The 400 young people aged 15 to 19, who came from almost 200 countries, are expected to present their common vision for tackling climate change today and prioritize ministerial meetings until Saturday to prepare for COP26.
“The climate crisis is a red alert for humanity,” said Antonio Guterres, echoing an expression he used when the latest UN climate report (Giec) was released in August.
The Giec had then warned of the risk of the rise in global temperatures to reach the limit of 1.5 degree Celsius by 2030, ten years earlier than estimated.
“As usual, the poorest and most vulnerable are hardest hit,” he said.

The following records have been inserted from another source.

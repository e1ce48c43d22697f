use std::path::Path;

use crate::error::{Error, Result};

fn is_same_file(a: &Path, b: &Path) -> bool {
    if a == b {
        return true;
    }
    match (a.canonicalize(), b.canonicalize()) {
        (Ok(a), Ok(b)) => a == b,
        _ => false,
    }
}

/// Check the paths before handing them to a repairer.
///
/// The source must be a readable regular file. The destination must not be
/// the source and its directory must exist.
pub fn check_paths(source: &Path, destination: &Path) -> Result<()> {
    let meta = match std::fs::metadata(source) {
        Ok(meta) => meta,
        Err(e) if e.kind() == std::io::ErrorKind::NotFound => {
            return Err(Error::SourceDoesNotExist(source.to_path_buf()));
        }
        Err(e) => {
            return Err(Error::SourceNotReadable {
                path: source.to_path_buf(),
                source: e,
            });
        }
    };
    if !meta.is_file() {
        return Err(Error::SourceNotAFile(source.to_path_buf()));
    }
    std::fs::File::open(source).map_err(|e| Error::SourceNotReadable {
        path: source.to_path_buf(),
        source: e,
    })?;

    if is_same_file(source, destination) {
        return Err(Error::DestinationIsSource(destination.to_path_buf()));
    }

    // A bare file name has an empty parent: the working directory.
    if let Some(dir) = destination.parent() {
        if !dir.as_os_str().is_empty() && !dir.is_dir() {
            return Err(Error::DestinationDirMissing(dir.to_path_buf()));
        }
    }
    Ok(())
}
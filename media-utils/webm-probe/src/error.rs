use crate::tags::Tag;

pub type Result<T> = std::result::Result<T, Error>;

#[derive(thiserror::Error, Debug)]
pub enum Error {
    #[error("IO error: {0}")]
    Io(#[from] std::io::Error),
    #[error("file does not start with an EBML header")]
    NotEbml,
    #[error("invalid element ID")]
    InvalidId,
    #[error("invalid element size")]
    InvalidSize,
    #[error("unexpected end of input")]
    Eof,
    #[error("{tag:?} at {position} extends past the end of the file")]
    Truncated { tag: Tag, position: u64 },
    #[error("{tag:?} at {position} has unknown size")]
    UnknownSize { tag: Tag, position: u64 },
    #[error("{tag:?} at {position} has unsupported data size {size}")]
    DataSize { tag: Tag, position: u64, size: u64 },
}

impl Error {
    /// The input ended before the structure did.
    pub fn is_truncation(&self) -> bool {
        matches!(self, Error::Eof | Error::Truncated { .. })
    }
}
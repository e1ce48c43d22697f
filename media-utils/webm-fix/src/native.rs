//! Repair through the native `FixWebmFile` routine of a dynamically loaded
//! library.

use std::{
    ffi::{CString, c_char, c_int},
    path::{Path, PathBuf},
};

use crate::{
    StatusCode, WebmRepairer,
    error::{Error, Result},
    metadata::Metadata,
};

/// `int FixWebmFile(const char* input, const char* output)`
pub type FixWebmFileFn = unsafe extern "C" fn(*const c_char, *const c_char) -> c_int;

/// `int FixWebmFile2(const char* input, const char* output, const char* metadata)`
pub type FixWebmFile2Fn =
    unsafe extern "C" fn(*const c_char, *const c_char, *const c_char) -> c_int;

const FIX_WEBM_FILE: &str = "FixWebmFile";
const FIX_WEBM_FILE2: &str = "FixWebmFile2";

/// Environment variable overriding [default_library_path].
pub const LIBRARY_ENV_VAR: &str = "FIXWEBM_LIB";

/// Platform file name of the `webm` library, e.g. `libwebm.so`.
pub fn default_library_path() -> PathBuf {
    PathBuf::from(libloading::library_filename("webm"))
}

fn path_to_cstring(path: &Path) -> Result<CString> {
    #[cfg(unix)]
    {
        use std::os::unix::ffi::OsStrExt;
        Ok(CString::new(path.as_os_str().as_bytes())?)
    }
    #[cfg(not(unix))]
    {
        let path_str = path
            .to_str()
            .ok_or_else(|| Error::PathNotUtf8(path.to_path_buf()))?;
        Ok(CString::new(path_str)?)
    }
}

/// Call `f` once with `source` and `destination` as C strings.
///
/// The C strings live until `f` returns and are freed on every return
/// path, including a failed conversion of `destination`.
///
/// # Safety
///
/// `f` must be safe to call with two valid NUL-terminated strings.
pub unsafe fn call_fix_webm(
    f: FixWebmFileFn,
    source: &Path,
    destination: &Path,
) -> Result<StatusCode> {
    let source = path_to_cstring(source)?;
    let destination = path_to_cstring(destination)?;
    tracing::debug!("calling {FIX_WEBM_FILE}({source:?}, {destination:?})");
    let code = unsafe { f(source.as_ptr(), destination.as_ptr()) };
    tracing::debug!("  returned {code}");
    Ok(StatusCode::from(code))
}

/// Like [call_fix_webm], passing `metadata` encoded as a third string.
///
/// # Safety
///
/// `f` must be safe to call with three valid NUL-terminated strings.
pub unsafe fn call_fix_webm_with_metadata(
    f: FixWebmFile2Fn,
    source: &Path,
    destination: &Path,
    metadata: &Metadata,
) -> Result<StatusCode> {
    let source = path_to_cstring(source)?;
    let destination = path_to_cstring(destination)?;
    let metadata = CString::new(metadata.encode()?)?;
    tracing::debug!(
        "calling {FIX_WEBM_FILE2}({source:?}, {destination:?}, <{} bytes of metadata>)",
        metadata.as_bytes().len()
    );
    let code = unsafe { f(source.as_ptr(), destination.as_ptr(), metadata.as_ptr()) };
    tracing::debug!("  returned {code}");
    Ok(StatusCode::from(code))
}

/// A loaded library exporting `FixWebmFile`.
pub struct NativeRepairer {
    fix_webm_file: FixWebmFileFn,
    fix_webm_file2: Option<FixWebmFile2Fn>,
    path: PathBuf,
    // Keeps the function pointers above valid.
    _library: libloading::Library,
}

impl NativeRepairer {
    /// Load from `FIXWEBM_LIB` if set, else from [default_library_path].
    pub fn load() -> Result<Self> {
        let path = std::env::var_os(LIBRARY_ENV_VAR)
            .map(PathBuf::from)
            .unwrap_or_else(default_library_path);
        Self::from_path(path)
    }

    pub fn from_path<P: AsRef<Path>>(path: P) -> Result<Self> {
        let path = path.as_ref().to_path_buf();
        tracing::debug!("loading {}", path.display());
        // SAFETY: loading runs the library's initializers. The library is
        // trusted to be the webm repair library.
        let library = unsafe { libloading::Library::new(&path) }.map_err(|source| {
            Error::LibLoading {
                path: path.clone(),
                source,
            }
        })?;

        // SAFETY: the symbol types match the exported C signatures.
        let fix_webm_file = unsafe { library.get::<FixWebmFileFn>(b"FixWebmFile\0") }
            .map(|sym| *sym)
            .map_err(|source| Error::MissingSymbol {
                symbol: FIX_WEBM_FILE,
                path: path.clone(),
                source,
            })?;
        let fix_webm_file2 = unsafe { library.get::<FixWebmFile2Fn>(b"FixWebmFile2\0") }
            .map(|sym| *sym)
            .ok();
        if fix_webm_file2.is_none() {
            tracing::debug!("{} does not export {FIX_WEBM_FILE2}", path.display());
        }

        Ok(Self {
            fix_webm_file,
            fix_webm_file2,
            path,
            _library: library,
        })
    }

    pub fn path(&self) -> &Path {
        &self.path
    }

    /// Whether metadata can be passed to the library.
    pub fn supports_metadata(&self) -> bool {
        self.fix_webm_file2.is_some()
    }
}

impl WebmRepairer for NativeRepairer {
    fn name(&self) -> &str {
        "native"
    }

    fn repair(
        &self,
        source: &Path,
        destination: &Path,
        metadata: &Metadata,
    ) -> Result<StatusCode> {
        if metadata.is_empty() {
            // SAFETY: resolved from the library as `FixWebmFile`.
            unsafe { call_fix_webm(self.fix_webm_file, source, destination) }
        } else {
            let f = self.fix_webm_file2.ok_or_else(|| Error::MetadataUnsupported {
                path: self.path.clone(),
            })?;
            // SAFETY: resolved from the library as `FixWebmFile2`.
            unsafe { call_fix_webm_with_metadata(f, source, destination, metadata) }
        }
    }
}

“The chances of action to prevent the worst effects of the climate crisis are rapidly declining. We know what we have to do and we have the tools to do it. “
According to Giec, in order to limit the rise in temperature to +1.5 degrees Celsius compared to the pre-industrial era, as is the most ambitious goal of the Paris Agreement , greenhouse gas emissions must be reduced by 45% by 2030 compared to 2010, before efforts to achieve carbon neutrality continue around 2050.